We're vampires, he thought; Roberta smiled as if she had read his mind. “Shouldn't we plug-in before he's dead?” Mantle asked. “Help him over, so to speak?”
“We can't help him until he's dead. And then he's going to help us.”
Mantle looked at the Screamer. Fuck him, he thought. If the man had wanted privacy, he would have died alone. Curious, this hatred he felt for the dying man. He wondered about that. Perhaps it wasn't so strange, after all. He was going to invade him, screw his mind, which was more physical and sensual than if he were engaged in a simple act of necrophilia.
He could imagine himself doing just that, debasing himself. He had reason: to find Josiane. But Joan—he could not imagine her sinking herself into the mind of a corpse. But she was going to do it for the church.

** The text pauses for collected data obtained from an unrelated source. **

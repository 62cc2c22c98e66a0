//! Built-in command classification.
//!
//! Maps a command name to one of the fixed built-in actions or `External`.
//! Matching is exact and case-sensitive; glob handling belongs to the
//! allow-list in the policy engine, never here.

/// Symbolic action for a command name.
///
/// Everything that is not a built-in classifies as [`Action::External`] and
/// must pass the policy gate before execution.
#[derive(Debug, Clone, Copy, PartialEq, Eq, Hash)]
pub enum Action {
    /// Blank line, nothing to do
    Empty,
    /// `cd [path]`
    ChangeDirectory,
    /// `help` or `?`
    Help,
    /// `env [name]`
    ShowEnv,
    /// `exit`
    Exit,
    /// Anything else - subject to policy validation
    External,
}

/// The static registry of built-in command names.
///
/// Both `help` and `?` map to [`Action::Help`]. The empty name is the
/// blank-line case.
pub const BUILT_INS: &[(&str, Action)] = &[
    ("exit", Action::Exit),
    ("", Action::Empty),
    ("cd", Action::ChangeDirectory),
    ("env", Action::ShowEnv),
    ("help", Action::Help),
    ("?", Action::Help),
];

/// Classify a command name.
pub fn classify(name: &str) -> Action {
    BUILT_INS
        .iter()
        .find(|(builtin, _)| *builtin == name)
        .map(|(_, action)| *action)
        .unwrap_or(Action::External)
}

/// Names offered by completion, in registry order (blank entry excluded).
pub fn builtin_names() -> impl Iterator<Item = &'static str> {
    BUILT_INS
        .iter()
        .map(|(name, _)| *name)
        .filter(|name| !name.is_empty())
}

#[cfg(test)]
mod tests {
    use super::*;

    #[test]
    fn test_builtins_classified() {
        assert_eq!(classify("exit"), Action::Exit);
        assert_eq!(classify("cd"), Action::ChangeDirectory);
        assert_eq!(classify("env"), Action::ShowEnv);
        assert_eq!(classify("help"), Action::Help);
        assert_eq!(classify("?"), Action::Help);
        assert_eq!(classify(""), Action::Empty);
    }

    #[test]
    fn test_unknown_name_is_external() {
        assert_eq!(classify("ls"), Action::External);
        assert_eq!(classify("rm"), Action::External);
    }

    #[test]
    fn test_matching_is_exact_and_case_sensitive() {
        assert_eq!(classify("CD"), Action::External);
        assert_eq!(classify("exi"), Action::External);
        assert_eq!(classify("exits"), Action::External);
        assert_eq!(classify("cd "), Action::External);
    }

    #[test]
    fn test_classification_is_deterministic() {
        assert_eq!(classify("env"), classify("env"));
        assert_eq!(classify("make"), classify("make"));
    }

    #[test]
    fn test_builtin_names_skip_blank_entry() {
        let names: Vec<_> = builtin_names().collect();
        assert!(!names.contains(&""));
        assert!(names.contains(&"exit"));
        assert!(names.contains(&"?"));
    }
}
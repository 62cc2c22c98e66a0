//! Command-name completion.
//!
//! A stateless provider: given the partial text and its start offset in the
//! line, return the full list of candidates in one call. No generator state
//! is retained between invocations, and the policy is passed in explicitly
//! rather than cached in a global.

use crate::builtin::builtin_names;
use crate::policy::{ShellPolicy, WILDCARD};

/// Candidate completions for `text` at offset `start`.
///
/// Built-in names come first, then allow-listed command names, each
/// prefix-matched against `text`. Away from the start of the line the
/// result is empty - mid-line completion defers to filename completion in
/// the input layer. The wildcard entry is not a command name and is never
/// offered.
pub fn completions(text: &str, start: usize, policy: &ShellPolicy) -> Vec<String> {
    if start != 0 {
        return Vec::new();
    }

    let mut matches: Vec<String> = builtin_names()
        .filter(|name| name.starts_with(text))
        .map(str::to_string)
        .collect();

    matches.extend(
        policy
            .allowed()
            .iter()
            .filter(|name| name.as_str() != WILDCARD && name.starts_with(text))
            .cloned(),
    );

    matches
}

He felt a rush of hate for Joan, and desire.
With a long sigh, the Screamer died.
SIX
Paris was below them.
But for the dymaxion dome of the Right Bank, Joan would not have been able to distinguish Paris from its suburbs. A city had grown over the city: the grid of the ever-expanding slug city had its own constellations of light and hid Haussmann's ruler-straight boulevards, the ancient architectural wonders, even the black, sour-stenched Seine that was an hourglass curve dividing the old city. Like silver mold, the grid had grown over Paris, even filled the dome, as if it were a Petri dish. Extending over the Seine and across the Left Bank, it would eventually grow around the dome itself and bury it.
But tonight, from the air, the dome looked like a child's transparent toy filled with specks of light. Indeed, the city seemed to extend forever, a great black field piled high with diamonds.